THE TASK:
Only the lines below between the ones containing "filename src/types/mod.rs" and "impl UserRepository for", inclusive, are to be reproduced, each exactly as it stands.

Collected data
*****
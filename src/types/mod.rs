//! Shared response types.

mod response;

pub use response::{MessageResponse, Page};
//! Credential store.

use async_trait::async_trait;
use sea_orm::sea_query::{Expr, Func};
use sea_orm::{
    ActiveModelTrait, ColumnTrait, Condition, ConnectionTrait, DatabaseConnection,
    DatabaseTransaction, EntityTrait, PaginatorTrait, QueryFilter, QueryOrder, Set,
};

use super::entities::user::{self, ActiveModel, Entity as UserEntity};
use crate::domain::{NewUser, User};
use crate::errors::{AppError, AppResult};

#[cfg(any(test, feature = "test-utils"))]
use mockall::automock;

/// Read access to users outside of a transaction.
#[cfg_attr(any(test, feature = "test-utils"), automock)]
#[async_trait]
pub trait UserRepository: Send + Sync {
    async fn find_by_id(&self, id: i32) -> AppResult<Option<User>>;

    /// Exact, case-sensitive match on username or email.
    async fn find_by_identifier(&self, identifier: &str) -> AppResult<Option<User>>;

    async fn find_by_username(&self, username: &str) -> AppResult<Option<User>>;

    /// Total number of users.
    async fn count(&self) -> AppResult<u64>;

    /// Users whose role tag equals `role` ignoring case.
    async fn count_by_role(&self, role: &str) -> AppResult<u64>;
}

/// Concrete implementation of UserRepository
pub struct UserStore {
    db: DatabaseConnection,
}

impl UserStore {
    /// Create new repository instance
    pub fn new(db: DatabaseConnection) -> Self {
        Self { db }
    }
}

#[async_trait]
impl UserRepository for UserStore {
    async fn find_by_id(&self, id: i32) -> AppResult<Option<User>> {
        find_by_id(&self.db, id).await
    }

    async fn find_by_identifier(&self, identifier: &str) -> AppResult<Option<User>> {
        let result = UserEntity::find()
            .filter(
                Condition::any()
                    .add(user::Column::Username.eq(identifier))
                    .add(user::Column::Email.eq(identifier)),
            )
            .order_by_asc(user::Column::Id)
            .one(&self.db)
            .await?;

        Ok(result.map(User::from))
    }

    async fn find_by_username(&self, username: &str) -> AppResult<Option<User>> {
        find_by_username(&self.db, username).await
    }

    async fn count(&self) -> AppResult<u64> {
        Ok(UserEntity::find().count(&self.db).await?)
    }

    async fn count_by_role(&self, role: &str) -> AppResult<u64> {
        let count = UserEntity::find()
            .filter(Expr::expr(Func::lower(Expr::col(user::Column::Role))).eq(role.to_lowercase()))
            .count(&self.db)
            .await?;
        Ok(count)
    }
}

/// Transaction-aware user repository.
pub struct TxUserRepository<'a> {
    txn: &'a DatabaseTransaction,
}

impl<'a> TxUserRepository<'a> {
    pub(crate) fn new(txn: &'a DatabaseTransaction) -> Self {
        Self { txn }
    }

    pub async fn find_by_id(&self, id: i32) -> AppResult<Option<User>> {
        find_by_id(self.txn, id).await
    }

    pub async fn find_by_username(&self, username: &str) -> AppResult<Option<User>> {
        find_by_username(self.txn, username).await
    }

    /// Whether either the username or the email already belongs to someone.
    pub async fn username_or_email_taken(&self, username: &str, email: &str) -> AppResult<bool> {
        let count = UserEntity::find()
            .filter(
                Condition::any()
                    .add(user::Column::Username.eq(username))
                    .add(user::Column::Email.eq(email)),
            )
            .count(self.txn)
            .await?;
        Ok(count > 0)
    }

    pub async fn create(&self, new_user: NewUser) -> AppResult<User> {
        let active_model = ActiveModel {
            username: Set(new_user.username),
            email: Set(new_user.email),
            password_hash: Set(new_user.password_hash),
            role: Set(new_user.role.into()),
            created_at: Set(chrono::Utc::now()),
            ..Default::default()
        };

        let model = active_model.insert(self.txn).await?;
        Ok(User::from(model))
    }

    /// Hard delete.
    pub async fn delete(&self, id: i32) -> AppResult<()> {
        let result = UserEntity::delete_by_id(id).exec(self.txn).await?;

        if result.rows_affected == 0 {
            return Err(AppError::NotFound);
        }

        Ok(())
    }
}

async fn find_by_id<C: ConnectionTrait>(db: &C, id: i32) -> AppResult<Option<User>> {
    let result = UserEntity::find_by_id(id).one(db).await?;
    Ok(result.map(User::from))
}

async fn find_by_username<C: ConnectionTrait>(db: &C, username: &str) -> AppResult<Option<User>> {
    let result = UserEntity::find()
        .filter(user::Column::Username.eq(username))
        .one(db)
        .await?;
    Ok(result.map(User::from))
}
*****
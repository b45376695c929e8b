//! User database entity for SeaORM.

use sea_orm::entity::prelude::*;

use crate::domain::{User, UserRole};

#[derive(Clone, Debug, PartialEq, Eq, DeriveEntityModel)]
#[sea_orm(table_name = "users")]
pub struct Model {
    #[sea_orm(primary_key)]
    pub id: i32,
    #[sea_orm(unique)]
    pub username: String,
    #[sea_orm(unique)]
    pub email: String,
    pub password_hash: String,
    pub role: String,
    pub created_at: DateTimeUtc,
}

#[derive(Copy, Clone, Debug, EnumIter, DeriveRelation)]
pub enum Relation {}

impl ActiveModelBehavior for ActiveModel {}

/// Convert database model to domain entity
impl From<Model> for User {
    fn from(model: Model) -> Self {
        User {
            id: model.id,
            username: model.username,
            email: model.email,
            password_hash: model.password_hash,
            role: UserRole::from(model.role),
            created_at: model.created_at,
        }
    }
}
*****
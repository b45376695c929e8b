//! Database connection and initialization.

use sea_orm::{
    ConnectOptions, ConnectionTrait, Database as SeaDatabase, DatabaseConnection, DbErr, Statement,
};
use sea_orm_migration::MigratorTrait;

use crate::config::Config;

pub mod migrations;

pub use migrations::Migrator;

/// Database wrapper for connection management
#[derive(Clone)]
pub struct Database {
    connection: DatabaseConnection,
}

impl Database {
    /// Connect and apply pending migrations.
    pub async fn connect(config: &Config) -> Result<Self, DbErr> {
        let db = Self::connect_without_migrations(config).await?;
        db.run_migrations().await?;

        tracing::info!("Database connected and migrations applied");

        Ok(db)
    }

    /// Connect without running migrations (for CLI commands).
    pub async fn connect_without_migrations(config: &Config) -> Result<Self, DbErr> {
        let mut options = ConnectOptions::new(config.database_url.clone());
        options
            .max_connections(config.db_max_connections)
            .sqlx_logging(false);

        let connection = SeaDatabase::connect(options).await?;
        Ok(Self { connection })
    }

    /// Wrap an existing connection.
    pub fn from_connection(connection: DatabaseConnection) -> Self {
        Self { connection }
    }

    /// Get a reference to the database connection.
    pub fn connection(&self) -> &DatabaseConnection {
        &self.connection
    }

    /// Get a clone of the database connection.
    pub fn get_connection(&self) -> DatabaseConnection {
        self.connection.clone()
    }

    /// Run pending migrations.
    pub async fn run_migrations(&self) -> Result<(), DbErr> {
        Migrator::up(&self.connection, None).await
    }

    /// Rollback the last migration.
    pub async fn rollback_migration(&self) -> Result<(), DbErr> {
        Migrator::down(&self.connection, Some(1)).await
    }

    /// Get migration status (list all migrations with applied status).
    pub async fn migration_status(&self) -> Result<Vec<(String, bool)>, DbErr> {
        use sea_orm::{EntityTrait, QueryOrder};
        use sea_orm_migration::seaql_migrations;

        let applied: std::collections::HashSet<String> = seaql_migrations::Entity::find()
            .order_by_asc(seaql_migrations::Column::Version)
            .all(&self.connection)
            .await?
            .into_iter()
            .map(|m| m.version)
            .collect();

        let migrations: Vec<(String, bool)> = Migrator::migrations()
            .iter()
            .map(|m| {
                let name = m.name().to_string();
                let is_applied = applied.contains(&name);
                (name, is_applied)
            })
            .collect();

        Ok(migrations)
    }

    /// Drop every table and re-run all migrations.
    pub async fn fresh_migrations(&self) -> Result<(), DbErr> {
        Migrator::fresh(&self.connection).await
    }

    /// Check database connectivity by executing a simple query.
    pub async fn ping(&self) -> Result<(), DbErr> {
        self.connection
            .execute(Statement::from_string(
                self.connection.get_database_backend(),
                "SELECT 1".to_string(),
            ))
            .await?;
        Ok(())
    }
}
*****
WRITTEN RESPONSE:
filename src/types/mod.rs
//! Shared response types.

mod response;

pub use response::{MessageResponse, Page};
//! Credential store.

use async_trait::async_trait;
use sea_orm::sea_query::{Expr, Func};
use sea_orm::{
    ActiveModelTrait, ColumnTrait, Condition, ConnectionTrait, DatabaseConnection,
    DatabaseTransaction, EntityTrait, PaginatorTrait, QueryFilter, QueryOrder, Set,
};

use super::entities::user::{self, ActiveModel, Entity as UserEntity};
use crate::domain::{NewUser, User};
use crate::errors::{AppError, AppResult};

#[cfg(any(test, feature = "test-utils"))]
use mockall::automock;

/// Read access to users outside of a transaction.
#[cfg_attr(any(test, feature = "test-utils"), automock)]
#[async_trait]
pub trait UserRepository: Send + Sync {
    async fn find_by_id(&self, id: i32) -> AppResult<Option<User>>;

    /// Exact, case-sensitive match on username or email.
    async fn find_by_identifier(&self, identifier: &str) -> AppResult<Option<User>>;

    async fn find_by_username(&self, username: &str) -> AppResult<Option<User>>;

    /// Total number of users.
    async fn count(&self) -> AppResult<u64>;

    /// Users whose role tag equals `role` ignoring case.
    async fn count_by_role(&self, role: &str) -> AppResult<u64>;
}

/// Concrete implementation of UserRepository
pub struct UserStore {
    db: DatabaseConnection,
}

impl UserStore {
    /// Create new repository instance
    pub fn new(db: DatabaseConnection) -> Self {
        Self { db }
    }
}

#[async_trait]
impl UserRepository for UserStore {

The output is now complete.